The other day, I was in a discussion on Facebook about PostPartum Depression and mental illness in general, and the fact that telling people "Just get over it" isn't usually particularly helpful. Eventually, the conversation came around to someone saying that a lot of people who say those types of things might even have problems themselves but their pride won't let them admit it.
I'm not into diagnosing whether or not people have an illness, mental or otherwise. That's not what this post is about. This post, I'd like to focus on something that really hit home: the idea that "My pride won't let me admit I have a mental illness".
There are two things that really stood out to me here, as indicative of how far we still have to go in destroying the stigma and myths surrounding mental health and PostPartum Depression.
"My pride won't let me admit I have a mental illness".
First of all, the fact that pride gets in the way is an indicator that there is still a serious problem with how mental illness is viewed in this country. FAR too many people still see it as a weakness, a defect. NORMAL people don't have mental illnesses, crazy people do. Strong people don't get it. It's seen as a chink in the armor, something that makes you less than others.
One's pride should not be keeping them from saying "Hey, I need help". I've said this before and I'll say it again: there is NOTHING wrong with needing help, with seeking treatment. And not only is it not a weakness, it's a sign (in my book) of strength, of courage. It's really hard in today's society to speak up and say "Hey, I think something is wrong, I need help". To speak up, to reach out when you're drowning for the hand that will save you? In this day and age, that takes guts.
The second thing that stood out to me is the use of the word "Admit". In today's culture, when you "admit" that you need help with PPD or anything else of the sort, "admit" is seen by many as an admission of wrongdoing, again of weakness. Nothing could be farther from the truth. You're not admitting to a crime, you're simply making the choice to say "Hey, I can't do this on my own, I don't even know where to start, someone help me please".

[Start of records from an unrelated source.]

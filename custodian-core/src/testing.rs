//! Test doubles for the host capabilities.
//!
//! - `MemoryStore` records every settings write
//! - `MockPersonaRepository` keeps an in-memory character list
//! - `MockChecker` returns scripted stat patches without API calls

use crate::checker::{CheckError, StatChecker};
use crate::persist::{PersistError, SettingsStore};
use crate::persona::{PersonaError, PersonaRepository, PersonaSummary, PersonaTemplate};
use crate::settings::Settings;
use crate::stats::StatPatch;
use async_trait::async_trait;
use std::collections::VecDeque;
use std::sync::Mutex;
use tokio::sync::Semaphore;

/// Settings store held in memory.
#[derive(Debug, Default)]
pub struct MemoryStore {
    current: Mutex<Option<Settings>>,
    saves: Mutex<Vec<Settings>>,
    fail_writes: bool,
}

impl MemoryStore {
    /// An empty store, as on first install.
    pub fn new() -> Self {
        Self::default()
    }

    /// A store that already holds settings.
    pub fn with_settings(settings: Settings) -> Self {
        Self {
            current: Mutex::new(Some(settings)),
            ..Self::default()
        }
    }

    /// A store whose writes always fail.
    pub fn failing() -> Self {
        Self {
            fail_writes: true,
            ..Self::default()
        }
    }

    pub fn current(&self) -> Option<Settings> {
        self.current.lock().map(|c| c.clone()).unwrap_or_default()
    }

    /// Every snapshot written, oldest first.
    pub fn saves(&self) -> Vec<Settings> {
        self.saves.lock().map(|s| s.clone()).unwrap_or_default()
    }

    pub fn save_count(&self) -> usize {
        self.saves.lock().map(|s| s.len()).unwrap_or_default()
    }
}

#[async_trait]
impl SettingsStore for MemoryStore {
    async fn load(&self) -> Result<Option<Settings>, PersistError> {
        Ok(self.current())
    }

    async fn save(&self, settings: &Settings) -> Result<(), PersistError> {
        if self.fail_writes {
            return Err(PersistError::Io(std::io::Error::other("store is read-only")));
        }
        if let Ok(mut current) = self.current.lock() {
            *current = Some(settings.clone());
        }
        if let Ok(mut saves) = self.saves.lock() {
            saves.push(settings.clone());
        }
        Ok(())
    }
}

/// Character repository held in memory.
#[derive(Debug, Default)]
pub struct MockPersonaRepository {
    personas: Mutex<Vec<PersonaSummary>>,
    created: Mutex<Vec<String>>,
    selected: Mutex<Option<usize>>,
    fail_create: bool,
    fail_list: bool,
}

impl MockPersonaRepository {
    pub fn with_personas(personas: Vec<PersonaSummary>) -> Self {
        Self {
            personas: Mutex::new(personas),
            ..Self::default()
        }
    }

    /// Creation answers with a server error.
    pub fn failing_create(mut self) -> Self {
        self.fail_create = true;
        self
    }

    /// Listing answers with a server error.
    pub fn failing_list(mut self) -> Self {
        self.fail_list = true;
        self
    }

    /// File names passed to `create`, in order.
    pub fn created(&self) -> Vec<String> {
        self.created.lock().map(|c| c.clone()).unwrap_or_default()
    }

    pub fn selected(&self) -> Option<usize> {
        self.selected.lock().ok().and_then(|s| *s)
    }
}

#[async_trait]
impl PersonaRepository for MockPersonaRepository {
    async fn list(&self) -> Result<Vec<PersonaSummary>, PersonaError> {
        if self.fail_list {
            return Err(PersonaError::Status {
                status: 500,
                context: "listing characters",
            });
        }
        Ok(self.personas.lock().map(|p| p.clone()).unwrap_or_default())
    }

    async fn create(
        &self,
        template: &PersonaTemplate,
        file_name: &str,
    ) -> Result<(), PersonaError> {
        if self.fail_create {
            return Err(PersonaError::Status {
                status: 500,
                context: "creating character",
            });
        }
        if let Ok(mut personas) = self.personas.lock() {
            personas.push(PersonaSummary {
                name: template.name.clone(),
                avatar: format!("{file_name}.json"),
            });
        }
        if let Ok(mut created) = self.created.lock() {
            created.push(file_name.to_string());
        }
        Ok(())
    }

    async fn select(&self, index: usize) -> Result<PersonaSummary, PersonaError> {
        let persona = self
            .personas
            .lock()
            .ok()
            .and_then(|p| p.get(index).cloned())
            .ok_or(PersonaError::NotFound)?;
        if let Ok(mut selected) = self.selected.lock() {
            *selected = Some(index);
        }
        Ok(persona)
    }
}

/// A checker that returns scripted patches in order.
///
/// Once the script runs out it returns empty patches. A gated checker
/// blocks each check until [`MockChecker::release`] is called.
#[derive(Debug)]
pub struct MockChecker {
    responses: Mutex<VecDeque<Result<StatPatch, String>>>,
    prompts: Mutex<Vec<String>>,
    gate: Option<Semaphore>,
}

impl MockChecker {
    pub fn new(responses: Vec<StatPatch>) -> Self {
        Self {
            responses: Mutex::new(responses.into_iter().map(Ok).collect()),
            prompts: Mutex::new(Vec::new()),
            gate: None,
        }
    }

    /// Make every check wait for a [`MockChecker::release`].
    pub fn gated(mut self) -> Self {
        self.gate = Some(Semaphore::new(0));
        self
    }

    /// Queue a failed check.
    pub fn queue_error(&self, message: impl Into<String>) {
        if let Ok(mut responses) = self.responses.lock() {
            responses.push_back(Err(message.into()));
        }
    }

    /// Queue a successful check.
    pub fn queue_patch(&self, patch: StatPatch) {
        if let Ok(mut responses) = self.responses.lock() {
            responses.push_back(Ok(patch));
        }
    }

    /// Let one waiting check finish.
    pub fn release(&self) {
        if let Some(gate) = &self.gate {
            gate.add_permits(1);
        }
    }

    /// Prompts received so far.
    pub fn prompts(&self) -> Vec<String> {
        self.prompts.lock().map(|p| p.clone()).unwrap_or_default()
    }
}

#[async_trait]
impl StatChecker for MockChecker {
    async fn check(&self, prompt: &str) -> Result<StatPatch, CheckError> {
        if let Ok(mut prompts) = self.prompts.lock() {
            prompts.push(prompt.to_string());
        }
        if let Some(gate) = &self.gate {
            if let Ok(permit) = gate.acquire().await {
                permit.forget();
            }
        }
        let next = self
            .responses
            .lock()
            .ok()
            .and_then(|mut responses| responses.pop_front());
        match next {
            Some(Ok(patch)) => Ok(patch),
            Some(Err(message)) => Err(CheckError::InvalidReply(message)),
            None => Ok(StatPatch::default()),
        }
    }
}
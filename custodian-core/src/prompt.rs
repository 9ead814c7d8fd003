//! Update prompt rendering.

use crate::stats::{StatKey, StatLabels, StatRecord};

/// Built-in stat check prompt.
pub const DEFAULT_UPDATE_PROMPT: &str = "\
Review the latest story events and report any changes to the player character.

Current state:
- {{levelLabel}}: {{level}}
- {{experienceLabel}}: {{experience}}
- {{healthLabel}}: {{health}} / {{maxHealthLabel}}: {{maxHealth}}
- Location: {{location}}
- Inventory: {{inventory}}

Only report fields that changed. Inventory must be the complete new list.";

/// Substitute `{{token}}` placeholders in one pass.
///
/// Stat keys render their value, `<key>Label` renders the label,
/// `location` and `inventory` render the text fields. Unknown tokens and an
/// unterminated `{{` are kept as written.
pub fn render_prompt(template: &str, record: &StatRecord, labels: &StatLabels) -> String {
    let mut out = String::with_capacity(template.len() + 64);
    let mut rest = template;

    while let Some(start) = rest.find("{{") {
        out.push_str(&rest[..start]);
        let after = &rest[start + 2..];
        let Some(end) = after.find("}}") else {
            out.push_str(&rest[start..]);
            return out;
        };

        match resolve(after[..end].trim(), record, labels) {
            Some(value) => out.push_str(&value),
            None => out.push_str(&rest[start..start + 2 + end + 2]),
        }
        rest = &after[end + 2..];
    }

    out.push_str(rest);
    out
}

fn resolve(token: &str, record: &StatRecord, labels: &StatLabels) -> Option<String> {
    match token {
        "location" => return Some(record.location.clone()),
        "inventory" => return Some(record.inventory_text()),
        _ => {}
    }

    if let Some(key) = token.strip_suffix("Label").and_then(StatKey::parse) {
        return Some(labels.get(key).to_string());
    }

    StatKey::parse(token).map(|key| record.get(key).to_string())
}
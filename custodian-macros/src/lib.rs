//! Proc macros for custodian tool definitions.
//!
//! `#[derive(Tool)]` turns a struct with named fields into a Claude tool:
//! the struct doc comment becomes the tool description and each field
//! becomes a property of the input schema.
//!
//! # Example
//!
//! ```ignore
//! /// Report the player's stat changes
//! #[derive(Tool)]
//! #[tool(name = "report_stat_changes")]
//! struct ReportStatChanges {
//!     /// New health value
//!     health: Option<i64>,
//!     /// Full replacement inventory
//!     #[tool(rename = "items")]
//!     inventory: Option<Vec<String>>,
//! }
//! ```

use proc_macro::TokenStream;
use proc_macro2::TokenStream as TokenStream2;
use quote::quote;
use syn::{parse_macro_input, Attribute, DeriveInput, Expr, Field, Lit, LitStr, Meta, Type};

/// Derive macro for generating tool definitions.
///
/// # Attributes
///
/// - `#[tool(name = "...")]` on the struct overrides the tool name (snake_case of the struct otherwise)
/// - `#[tool(optional)]` on a field keeps it out of `required`
/// - `#[tool(rename = "...")]` on a field changes its schema property name
///
/// `Option<T>` fields are never required.
#[proc_macro_derive(Tool, attributes(tool))]
pub fn derive_tool(input: TokenStream) -> TokenStream {
    let input = parse_macro_input!(input as DeriveInput);
    expand(input)
        .unwrap_or_else(|err| err.to_compile_error())
        .into()
}

#[derive(Default)]
struct FieldAttrs {
    rename: Option<String>,
    optional: bool,
}

fn expand(input: DeriveInput) -> syn::Result<TokenStream2> {
    let ident = &input.ident;
    let tool_name = struct_tool_name(&input)?;
    let description = doc_text(&input.attrs);

    let syn::Data::Struct(data) = &input.data else {
        return Err(syn::Error::new_spanned(&input, "Tool can only be derived for structs"));
    };
    let syn::Fields::Named(named) = &data.fields else {
        return Err(syn::Error::new_spanned(
            &input,
            "Tool can only be derived for structs with named fields",
        ));
    };

    let mut properties = Vec::with_capacity(named.named.len());
    let mut required = Vec::new();

    for field in &named.named {
        let attrs = field_attrs(field)?;
        let name = match attrs.rename {
            Some(rename) => rename,
            None => field_ident(field)?,
        };
        let schema = schema_for(&field.ty);
        let doc = doc_text(&field.attrs);
        let describe = (!doc.is_empty()).then(|| {
            quote! { schema["description"] = serde_json::Value::from(#doc); }
        });

        properties.push(quote! {
            {
                let mut schema = #schema;
                #describe
                properties.insert(#name.to_string(), schema);
            }
        });

        if !attrs.optional && !is_option(&field.ty) {
            required.push(name);
        }
    }

    Ok(quote! {
        impl #ident {
            /// Name the model calls this tool by.
            pub fn tool_name() -> &'static str {
                #tool_name
            }

            /// Description shown to the model.
            pub fn tool_description() -> &'static str {
                #description
            }

            /// JSON schema for the tool input.
            pub fn input_schema() -> serde_json::Value {
                let mut properties = serde_json::Map::new();
                #(#properties)*
                serde_json::json!({
                    "type": "object",
                    "properties": properties,
                    "required": [#(#required),*],
                })
            }

            /// Tool definition for the Claude API.
            pub fn as_tool() -> claude::Tool {
                claude::Tool {
                    name: Self::tool_name().to_string(),
                    description: Self::tool_description().to_string(),
                    input_schema: Self::input_schema(),
                }
            }
        }
    })
}

fn struct_tool_name(input: &DeriveInput) -> syn::Result<String> {
    let mut name = None;
    for attr in input.attrs.iter().filter(|a| a.path().is_ident("tool")) {
        attr.parse_nested_meta(|meta| {
            if meta.path.is_ident("name") {
                let value: LitStr = meta.value()?.parse()?;
                name = Some(value.value());
                Ok(())
            } else {
                Err(meta.error("expected `name = \"...\"`"))
            }
        })?;
    }
    Ok(name.unwrap_or_else(|| snake_case(&input.ident.to_string())))
}

fn field_attrs(field: &Field) -> syn::Result<FieldAttrs> {
    let mut attrs = FieldAttrs::default();
    for attr in field.attrs.iter().filter(|a| a.path().is_ident("tool")) {
        attr.parse_nested_meta(|meta| {
            if meta.path.is_ident("optional") {
                attrs.optional = true;
                Ok(())
            } else if meta.path.is_ident("rename") {
                let value: LitStr = meta.value()?.parse()?;
                attrs.rename = Some(value.value());
                Ok(())
            } else {
                Err(meta.error("expected `optional` or `rename = \"...\"`"))
            }
        })?;
    }
    Ok(attrs)
}

fn field_ident(field: &Field) -> syn::Result<String> {
    field
        .ident
        .as_ref()
        .map(|i| i.to_string().trim_start_matches("r#").to_string())
        .ok_or_else(|| syn::Error::new_spanned(field, "expected a named field"))
}

fn doc_text(attrs: &[Attribute]) -> String {
    attrs
        .iter()
        .filter(|a| a.path().is_ident("doc"))
        .filter_map(|a| match &a.meta {
            Meta::NameValue(nv) => match &nv.value {
                Expr::Lit(expr) => match &expr.lit {
                    Lit::Str(s) => Some(s.value().trim().to_string()),
                    _ => None,
                },
                _ => None,
            },
            _ => None,
        })
        .filter(|line| !line.is_empty())
        .collect::<Vec<_>>()
        .join(" ")
}

/// The last path segment and its first generic argument, if any.
fn last_segment(ty: &Type) -> Option<(String, Option<&Type>)> {
    let Type::Path(path) = ty else {
        return None;
    };
    let segment = path.path.segments.last()?;
    let inner = match &segment.arguments {
        syn::PathArguments::AngleBracketed(args) => args.args.iter().find_map(|arg| match arg {
            syn::GenericArgument::Type(inner) => Some(inner),
            _ => None,
        }),
        _ => None,
    };
    Some((segment.ident.to_string(), inner))
}

fn is_option(ty: &Type) -> bool {
    matches!(last_segment(ty), Some((name, _)) if name == "Option")
}

fn schema_for(ty: &Type) -> TokenStream2 {
    let Some((name, inner)) = last_segment(ty) else {
        return quote! { serde_json::json!({}) };
    };

    match (name.as_str(), inner) {
        ("String" | "str", _) => quote! { serde_json::json!({"type": "string"}) },
        ("i8" | "i16" | "i32" | "i64" | "isize" | "u8" | "u16" | "u32" | "u64" | "usize", _) => {
            quote! { serde_json::json!({"type": "integer"}) }
        }
        ("f32" | "f64", _) => quote! { serde_json::json!({"type": "number"}) },
        ("bool", _) => quote! { serde_json::json!({"type": "boolean"}) },
        ("Option", Some(inner)) => schema_for(inner),
        ("Vec", Some(inner)) => {
            let items = schema_for(inner);
            quote! { serde_json::json!({"type": "array", "items": #items}) }
        }
        ("Vec", None) => quote! { serde_json::json!({"type": "array"}) },
        ("Value", _) => quote! { serde_json::json!({}) },
        _ => quote! { serde_json::json!({"type": "object"}) },
    }
}

fn snake_case(name: &str) -> String {
    let mut out = String::with_capacity(name.len() + 4);
    for (i, c) in name.char_indices() {
        if c.is_uppercase() {
            if i > 0 {
                out.push('_');
            }
            out.extend(c.to_lowercase());
        } else {
            out.push(c);
        }
    }
    out
}
//! Extension - the running instance the host talks to.
//!
//! Owns the [`StatTracker`] and wires it to the host capabilities: the
//! settings store (through the debounced saver), the stat checker (through
//! the dispatcher), and the optional persona repository. Nothing in here is
//! allowed to take the host down; failures end up as log lines and notices.

use crate::checker::{CheckDispatcher, CheckOutcome, StatChecker};
use crate::commands::CommandRegistry;
use crate::debounce::{DebouncedSaver, DEFAULT_SAVE_DELAY};
use crate::events::{EventReceiver, ExtensionOutput, HostEvent};
use crate::persist::SettingsStore;
use crate::persona::{ensure_game_master, switch_to_game_master, PersonaRepository, PersonaTemplate};
use crate::settings::{Settings, SettingsEdit};
use crate::tracker::StatTracker;
use std::path::PathBuf;
use std::sync::Arc;
use std::time::Duration;
use tokio::sync::mpsc;
use tracing::{error, info, warn};

/// Host-provided capabilities.
#[derive(Clone)]
pub struct Capabilities {
    /// Where settings are persisted.
    pub store: Arc<dyn SettingsStore>,

    /// The host's character repository. Persona features are off without it.
    pub personas: Option<Arc<dyn PersonaRepository>>,

    /// Who answers stat checks.
    pub checker: Arc<dyn StatChecker>,
}

/// Configuration for starting the extension.
#[derive(Debug, Clone)]
pub struct ExtensionConfig {
    /// Quiet time before an edit is written.
    pub save_delay: Duration,

    /// Replacement Game Master card. The bundled card is used when unset.
    pub template_path: Option<PathBuf>,
}

impl Default for ExtensionConfig {
    fn default() -> Self {
        Self {
            save_delay: DEFAULT_SAVE_DELAY,
            template_path: None,
        }
    }
}

impl ExtensionConfig {
    pub fn with_save_delay(mut self, delay: Duration) -> Self {
        self.save_delay = delay;
        self
    }

    pub fn with_template_path(mut self, path: impl Into<PathBuf>) -> Self {
        self.template_path = Some(path.into());
        self
    }
}

/// A running extension instance.
pub struct Extension {
    tracker: StatTracker,
    commands: CommandRegistry,
    saver: DebouncedSaver,
    dispatcher: CheckDispatcher,
    check_results: mpsc::UnboundedReceiver<CheckOutcome>,
    personas: Option<Arc<dyn PersonaRepository>>,
    template: Option<PersonaTemplate>,
    outputs: mpsc::UnboundedSender<ExtensionOutput>,
}

impl Extension {
    /// Load settings, bootstrap the Game Master and start background tasks.
    ///
    /// Returns the extension and the receiver for its UI outputs.
    pub async fn start(
        caps: Capabilities,
        config: ExtensionConfig,
    ) -> (Self, mpsc::UnboundedReceiver<ExtensionOutput>) {
        let settings = load_settings(caps.store.as_ref()).await;
        let tracker = StatTracker::new(settings);

        let saver = DebouncedSaver::spawn(Arc::clone(&caps.store), config.save_delay);
        let (dispatcher, check_results) = CheckDispatcher::new(Arc::clone(&caps.checker));
        let (outputs, output_rx) = mpsc::unbounded_channel();

        let template = match PersonaTemplate::load_or_bundled(config.template_path.as_deref()).await
        {
            Ok(template) => Some(template),
            Err(e) => {
                error!(error = %e, "failed to load Game Master template");
                None
            }
        };

        let mut commands = CommandRegistry::new();
        commands.register("stats", "Show the character stat panel", StatTracker::panel);

        let extension = Self {
            tracker,
            commands,
            saver,
            dispatcher,
            check_results,
            personas: caps.personas,
            template,
            outputs,
        };

        extension.bootstrap_game_master().await;
        info!("extension started");
        (extension, output_rx)
    }

    async fn bootstrap_game_master(&self) {
        let (Some(repo), Some(template)) = (&self.personas, &self.template) else {
            warn!("no Game Master available: persona repository or template missing");
            return;
        };
        if let Err(e) = ensure_game_master(repo.as_ref(), template).await {
            error!(error = %e, "failed to ensure Game Master exists");
        }
    }

    /// Handle one host event.
    pub async fn handle_event(&mut self, event: HostEvent) {
        match event {
            HostEvent::MessageReceived => self.message_received(),
            HostEvent::CommandInvoked { name } => {
                let output = match self.commands.invoke(&name, &self.tracker) {
                    Some(text) => ExtensionOutput::Panel(text),
                    None => ExtensionOutput::Notice(format!("Unknown command: /{name}")),
                };
                self.emit(output);
            }
            HostEvent::SettingsEdited(edit) => self.edit_settings(edit),
            HostEvent::SwitchToGameMaster => self.switch_to_game_master().await,
            HostEvent::Shutdown => {}
        }
    }

    fn message_received(&mut self) {
        let Some(prompt) = self.tracker.message_arrived() else {
            return;
        };
        if !self.dispatcher.dispatch(prompt) {
            info!("stat check skipped; previous check still running");
        }
    }

    fn edit_settings(&mut self, edit: SettingsEdit) {
        let relabel = matches!(edit, SettingsEdit::SetLabel(..));
        let stats_changed = self.tracker.apply_edit(edit);
        self.saver.schedule(self.tracker.snapshot());
        if stats_changed || relabel {
            self.emit_stats();
        }
    }

    async fn switch_to_game_master(&mut self) {
        let (Some(repo), Some(template)) = (&self.personas, &self.template) else {
            self.emit(ExtensionOutput::Notice("No Game Master available".to_string()));
            return;
        };
        match switch_to_game_master(repo.as_ref(), template).await {
            Ok(_) => self.emit(ExtensionOutput::Notice("Switched to Game Master".to_string())),
            Err(e) => {
                error!(error = %e, "failed to switch to Game Master");
                self.emit(ExtensionOutput::Notice("No Game Master available".to_string()));
            }
        }
    }

    /// Apply the result of a finished stat check.
    pub fn apply_check_result(&mut self, outcome: CheckOutcome) {
        match outcome {
            Ok(patch) => {
                if self.tracker.apply_patch(&patch) {
                    info!("stats updated from check");
                    self.saver.schedule(self.tracker.snapshot());
                    self.emit_stats();
                }
            }
            Err(e) => warn!(error = %e, "stat check failed"),
        }
    }

    /// Wait for the next finished stat check.
    pub async fn next_check_result(&mut self) -> Option<CheckOutcome> {
        self.check_results.recv().await
    }

    /// Process host events and check results until shutdown.
    ///
    /// Ends on [`HostEvent::Shutdown`] or once every [`EventBus`] handle
    /// is gone.
    ///
    /// [`EventBus`]: crate::events::EventBus
    pub async fn run(mut self, mut events: EventReceiver) {
        loop {
            tokio::select! {
                event = events.recv() => match event {
                    Some(HostEvent::Shutdown) | None => break,
                    Some(event) => self.handle_event(event).await,
                },
                Some(outcome) = self.check_results.recv() => self.apply_check_result(outcome),
            }
        }
        self.shutdown().await;
    }

    /// Write pending settings and stop background work.
    pub async fn shutdown(self) {
        self.saver.shutdown().await;
        info!("extension stopped");
    }

    /// Write pending settings now.
    pub async fn flush(&self) {
        self.saver.flush().await;
    }

    pub fn tracker(&self) -> &StatTracker {
        &self.tracker
    }

    pub fn commands(&self) -> &CommandRegistry {
        &self.commands
    }

    pub fn check_in_flight(&self) -> bool {
        self.dispatcher.is_in_flight()
    }

    fn emit_stats(&self) {
        self.emit(ExtensionOutput::StatsChanged {
            record: self.tracker.record().clone(),
            labels: self.tracker.labels().clone(),
        });
    }

    fn emit(&self, output: ExtensionOutput) {
        // The host may not listen for outputs.
        let _ = self.outputs.send(output);
    }
}

/// Stored settings, or defaults. Defaults are written back only when the
/// store is empty, never over a file that failed to load.
async fn load_settings(store: &dyn SettingsStore) -> Settings {
    match store.load().await {
        Ok(Some(settings)) => settings.normalized(),
        Ok(None) => {
            info!("no stored settings; initializing defaults");
            let settings = Settings::default();
            if let Err(e) = store.save(&settings).await {
                warn!(error = %e, "failed to persist default settings");
            }
            settings
        }
        Err(e) => {
            warn!(error = %e, "failed to load settings; using defaults");
            Settings::default()
        }
    }
}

I can't speak firsthand to what it's like to have to reach out for help when you're suffering from anything other than PostPartum Depression. I've seen loved ones go through other mental health issues but that's the only one that I, personally, have dealt with for myself. I can speak, though, to the pride issue as it relates to PPD. With PPD, I felt like I was a bad mom. I felt like a bad wife. I felt like a crappy Christian. I felt like I must be doing something wrong. I felt like I must be failing. I was a new mom, I was supposed to be happy, I was supposed to be over the moon, I was supposed to be adoring my new role. Instead, I was sad. Lonely. Angry. Numb. Every negative emotion you can possibly think of. Sometimes all rolled in to one, sometimes fluctuating between what I felt or even not really feeling anything at all. SOMETHING was wrong with me that was my fault and surely I had messed up. I couldn't tell anyone how I was feeling, they'd know what a failure I was.
The truth is, I wasn't a failure at all. There was nothing for me to be ashamed of. My pride didn't need to get in the way and keep me from reaching out for help. When I finally did, yes it felt like the weakest and darkest moment of my life, but in reality that was one of the strongest. I finally found the courage to confront the beast that had been devouring me, I found the courage to fight back.
If you're reading this right now and saying "Wow, that's me, I know something is going on but my pride won't let me ask for help.", please know that you are not a failure.
Repeat that after me. Say it out loud. "I *insert your name* am not a failure.".
There is no shame in what you are going through. There is no shame in getting treatment. It's not a sign of weakness at all. You're not any less of a person. You are a wonderful person and you deserve to get help. I don't have to know you to know that.
Don't let your pride stand in the way any longer. Help is there waiting for you, you just have to ask for it. You are stronger than you know. You are stronger than your pride. You can do this.